◆ **Instructions to follow**:
Could you find every line in the entries below that holds the word "StoreSettings" and copy it?

◆ **Data extracts**:
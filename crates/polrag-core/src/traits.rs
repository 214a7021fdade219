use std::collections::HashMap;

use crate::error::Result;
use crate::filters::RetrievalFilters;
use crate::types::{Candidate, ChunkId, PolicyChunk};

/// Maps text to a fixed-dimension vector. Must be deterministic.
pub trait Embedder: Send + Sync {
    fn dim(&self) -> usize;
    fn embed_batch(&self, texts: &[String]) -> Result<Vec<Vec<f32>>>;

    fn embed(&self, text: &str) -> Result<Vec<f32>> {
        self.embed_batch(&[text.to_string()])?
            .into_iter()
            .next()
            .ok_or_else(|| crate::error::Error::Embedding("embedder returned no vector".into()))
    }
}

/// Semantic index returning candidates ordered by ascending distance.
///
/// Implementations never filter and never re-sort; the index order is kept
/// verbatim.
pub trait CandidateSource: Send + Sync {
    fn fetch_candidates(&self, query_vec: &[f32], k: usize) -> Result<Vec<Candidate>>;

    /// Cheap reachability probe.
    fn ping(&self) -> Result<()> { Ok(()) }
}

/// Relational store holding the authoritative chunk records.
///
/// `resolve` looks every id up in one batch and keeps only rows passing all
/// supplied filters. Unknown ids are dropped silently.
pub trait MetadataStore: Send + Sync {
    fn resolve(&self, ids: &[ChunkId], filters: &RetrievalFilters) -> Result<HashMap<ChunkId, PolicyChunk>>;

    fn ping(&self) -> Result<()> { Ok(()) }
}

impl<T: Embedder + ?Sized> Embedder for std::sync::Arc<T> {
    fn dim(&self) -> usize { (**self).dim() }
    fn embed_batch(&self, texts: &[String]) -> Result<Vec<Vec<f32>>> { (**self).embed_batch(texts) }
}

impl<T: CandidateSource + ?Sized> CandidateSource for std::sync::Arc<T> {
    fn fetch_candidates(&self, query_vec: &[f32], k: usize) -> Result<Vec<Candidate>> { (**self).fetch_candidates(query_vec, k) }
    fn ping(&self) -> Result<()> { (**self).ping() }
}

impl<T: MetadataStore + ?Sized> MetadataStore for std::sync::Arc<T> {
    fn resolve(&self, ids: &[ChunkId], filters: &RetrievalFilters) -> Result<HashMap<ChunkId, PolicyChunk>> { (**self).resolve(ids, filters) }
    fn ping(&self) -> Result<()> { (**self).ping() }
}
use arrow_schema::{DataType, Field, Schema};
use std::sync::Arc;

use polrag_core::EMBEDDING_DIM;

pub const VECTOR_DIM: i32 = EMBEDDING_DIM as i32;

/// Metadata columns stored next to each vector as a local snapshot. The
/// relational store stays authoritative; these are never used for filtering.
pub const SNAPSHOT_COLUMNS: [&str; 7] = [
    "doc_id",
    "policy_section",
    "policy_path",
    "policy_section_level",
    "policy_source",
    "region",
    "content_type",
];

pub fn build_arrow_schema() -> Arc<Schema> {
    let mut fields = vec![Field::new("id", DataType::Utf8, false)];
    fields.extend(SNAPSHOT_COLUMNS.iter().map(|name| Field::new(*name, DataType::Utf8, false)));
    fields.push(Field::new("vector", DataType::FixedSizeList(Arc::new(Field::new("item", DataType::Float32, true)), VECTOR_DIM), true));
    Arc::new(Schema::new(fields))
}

---

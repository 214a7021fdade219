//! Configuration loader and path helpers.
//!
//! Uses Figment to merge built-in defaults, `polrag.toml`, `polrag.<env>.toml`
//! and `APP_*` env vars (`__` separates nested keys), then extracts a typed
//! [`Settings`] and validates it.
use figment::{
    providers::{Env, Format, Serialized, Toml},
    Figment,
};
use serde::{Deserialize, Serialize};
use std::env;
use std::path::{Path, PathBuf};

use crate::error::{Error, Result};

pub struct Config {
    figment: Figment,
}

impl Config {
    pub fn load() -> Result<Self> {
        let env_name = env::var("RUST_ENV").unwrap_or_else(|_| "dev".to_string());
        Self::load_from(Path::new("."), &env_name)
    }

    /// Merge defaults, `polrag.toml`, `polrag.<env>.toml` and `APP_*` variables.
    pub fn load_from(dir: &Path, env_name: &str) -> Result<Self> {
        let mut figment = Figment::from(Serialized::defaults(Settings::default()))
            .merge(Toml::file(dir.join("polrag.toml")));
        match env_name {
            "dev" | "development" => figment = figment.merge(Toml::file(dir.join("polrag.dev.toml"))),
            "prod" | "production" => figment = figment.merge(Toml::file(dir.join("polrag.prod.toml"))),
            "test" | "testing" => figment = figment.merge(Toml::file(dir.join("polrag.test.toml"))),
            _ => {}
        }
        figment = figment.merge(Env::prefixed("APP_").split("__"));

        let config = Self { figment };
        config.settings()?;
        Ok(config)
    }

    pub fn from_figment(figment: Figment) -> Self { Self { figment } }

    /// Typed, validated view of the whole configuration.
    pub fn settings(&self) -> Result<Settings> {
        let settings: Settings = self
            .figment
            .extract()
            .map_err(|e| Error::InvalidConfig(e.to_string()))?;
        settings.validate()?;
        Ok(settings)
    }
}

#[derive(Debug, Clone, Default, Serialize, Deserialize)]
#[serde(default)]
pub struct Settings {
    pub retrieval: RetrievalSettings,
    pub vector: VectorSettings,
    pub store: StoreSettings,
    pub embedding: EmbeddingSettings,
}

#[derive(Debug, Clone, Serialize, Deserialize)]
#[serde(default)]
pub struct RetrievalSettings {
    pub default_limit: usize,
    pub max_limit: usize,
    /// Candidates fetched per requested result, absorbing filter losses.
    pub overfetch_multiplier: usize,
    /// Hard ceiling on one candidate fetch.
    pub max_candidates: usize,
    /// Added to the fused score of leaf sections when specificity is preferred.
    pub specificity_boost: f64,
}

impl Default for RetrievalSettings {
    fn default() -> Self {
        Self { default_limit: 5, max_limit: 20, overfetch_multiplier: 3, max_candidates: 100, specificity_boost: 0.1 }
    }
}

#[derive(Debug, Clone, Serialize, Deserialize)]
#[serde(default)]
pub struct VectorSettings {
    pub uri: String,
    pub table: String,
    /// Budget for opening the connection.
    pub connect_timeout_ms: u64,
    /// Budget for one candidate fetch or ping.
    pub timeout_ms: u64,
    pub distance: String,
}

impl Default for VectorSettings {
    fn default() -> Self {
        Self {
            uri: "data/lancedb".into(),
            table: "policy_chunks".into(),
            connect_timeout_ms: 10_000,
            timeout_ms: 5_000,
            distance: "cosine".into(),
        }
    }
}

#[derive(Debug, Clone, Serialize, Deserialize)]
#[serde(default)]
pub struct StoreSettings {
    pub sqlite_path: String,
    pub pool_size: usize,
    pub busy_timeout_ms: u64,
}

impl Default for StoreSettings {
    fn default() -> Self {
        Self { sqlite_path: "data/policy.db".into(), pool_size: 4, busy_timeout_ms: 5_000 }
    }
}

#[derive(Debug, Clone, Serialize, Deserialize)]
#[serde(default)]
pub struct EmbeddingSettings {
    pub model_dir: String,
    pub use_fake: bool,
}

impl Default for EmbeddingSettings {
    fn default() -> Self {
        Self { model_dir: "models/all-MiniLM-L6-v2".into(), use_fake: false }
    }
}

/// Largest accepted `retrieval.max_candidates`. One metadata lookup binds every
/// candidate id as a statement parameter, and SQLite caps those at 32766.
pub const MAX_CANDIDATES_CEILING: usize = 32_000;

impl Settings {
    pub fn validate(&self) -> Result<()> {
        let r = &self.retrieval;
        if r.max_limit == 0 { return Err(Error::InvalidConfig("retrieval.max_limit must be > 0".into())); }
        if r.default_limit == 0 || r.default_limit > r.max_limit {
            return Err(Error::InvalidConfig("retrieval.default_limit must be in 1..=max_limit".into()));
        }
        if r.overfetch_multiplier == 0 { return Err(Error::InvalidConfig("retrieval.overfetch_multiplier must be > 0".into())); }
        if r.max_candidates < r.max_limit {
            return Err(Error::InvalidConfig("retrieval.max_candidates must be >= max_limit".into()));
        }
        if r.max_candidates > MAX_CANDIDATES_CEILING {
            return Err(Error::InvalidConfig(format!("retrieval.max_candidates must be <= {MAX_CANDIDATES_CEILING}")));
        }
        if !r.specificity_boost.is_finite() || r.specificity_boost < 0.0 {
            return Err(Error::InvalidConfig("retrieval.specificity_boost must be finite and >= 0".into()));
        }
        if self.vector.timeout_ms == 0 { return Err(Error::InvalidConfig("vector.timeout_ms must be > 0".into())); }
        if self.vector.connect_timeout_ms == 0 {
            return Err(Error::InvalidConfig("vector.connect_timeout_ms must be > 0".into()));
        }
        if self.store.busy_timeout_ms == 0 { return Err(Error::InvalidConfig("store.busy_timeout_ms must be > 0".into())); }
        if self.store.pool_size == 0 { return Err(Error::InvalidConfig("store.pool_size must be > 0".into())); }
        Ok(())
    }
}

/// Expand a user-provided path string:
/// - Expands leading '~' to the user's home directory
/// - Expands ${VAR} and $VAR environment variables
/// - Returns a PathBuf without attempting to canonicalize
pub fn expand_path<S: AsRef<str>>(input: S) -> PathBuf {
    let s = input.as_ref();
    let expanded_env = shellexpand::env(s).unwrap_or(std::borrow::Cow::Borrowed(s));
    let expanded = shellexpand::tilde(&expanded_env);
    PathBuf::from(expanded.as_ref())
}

--

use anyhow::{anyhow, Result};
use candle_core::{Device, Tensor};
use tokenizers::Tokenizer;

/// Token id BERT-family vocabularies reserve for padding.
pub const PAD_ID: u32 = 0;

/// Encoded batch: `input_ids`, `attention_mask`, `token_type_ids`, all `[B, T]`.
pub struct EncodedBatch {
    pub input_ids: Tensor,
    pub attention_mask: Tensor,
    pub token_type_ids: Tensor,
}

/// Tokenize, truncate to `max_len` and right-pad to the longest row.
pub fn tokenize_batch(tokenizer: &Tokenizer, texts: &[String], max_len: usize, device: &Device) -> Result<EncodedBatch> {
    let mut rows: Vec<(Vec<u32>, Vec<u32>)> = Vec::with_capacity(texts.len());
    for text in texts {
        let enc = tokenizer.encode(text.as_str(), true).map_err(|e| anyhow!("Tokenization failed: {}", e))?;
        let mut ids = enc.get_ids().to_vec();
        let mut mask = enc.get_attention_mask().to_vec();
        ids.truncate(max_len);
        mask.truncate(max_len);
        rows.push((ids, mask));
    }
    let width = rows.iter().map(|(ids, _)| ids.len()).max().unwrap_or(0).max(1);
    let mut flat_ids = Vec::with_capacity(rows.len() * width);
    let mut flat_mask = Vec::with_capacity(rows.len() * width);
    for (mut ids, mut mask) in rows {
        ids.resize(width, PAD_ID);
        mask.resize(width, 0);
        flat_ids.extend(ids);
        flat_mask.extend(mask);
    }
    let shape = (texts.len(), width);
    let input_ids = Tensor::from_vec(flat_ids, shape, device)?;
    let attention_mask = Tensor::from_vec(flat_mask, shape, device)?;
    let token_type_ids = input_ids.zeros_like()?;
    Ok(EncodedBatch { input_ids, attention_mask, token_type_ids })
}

◆ **Your solution**:
    pub store: StoreSettings,
pub struct StoreSettings {
impl Default for StoreSettings {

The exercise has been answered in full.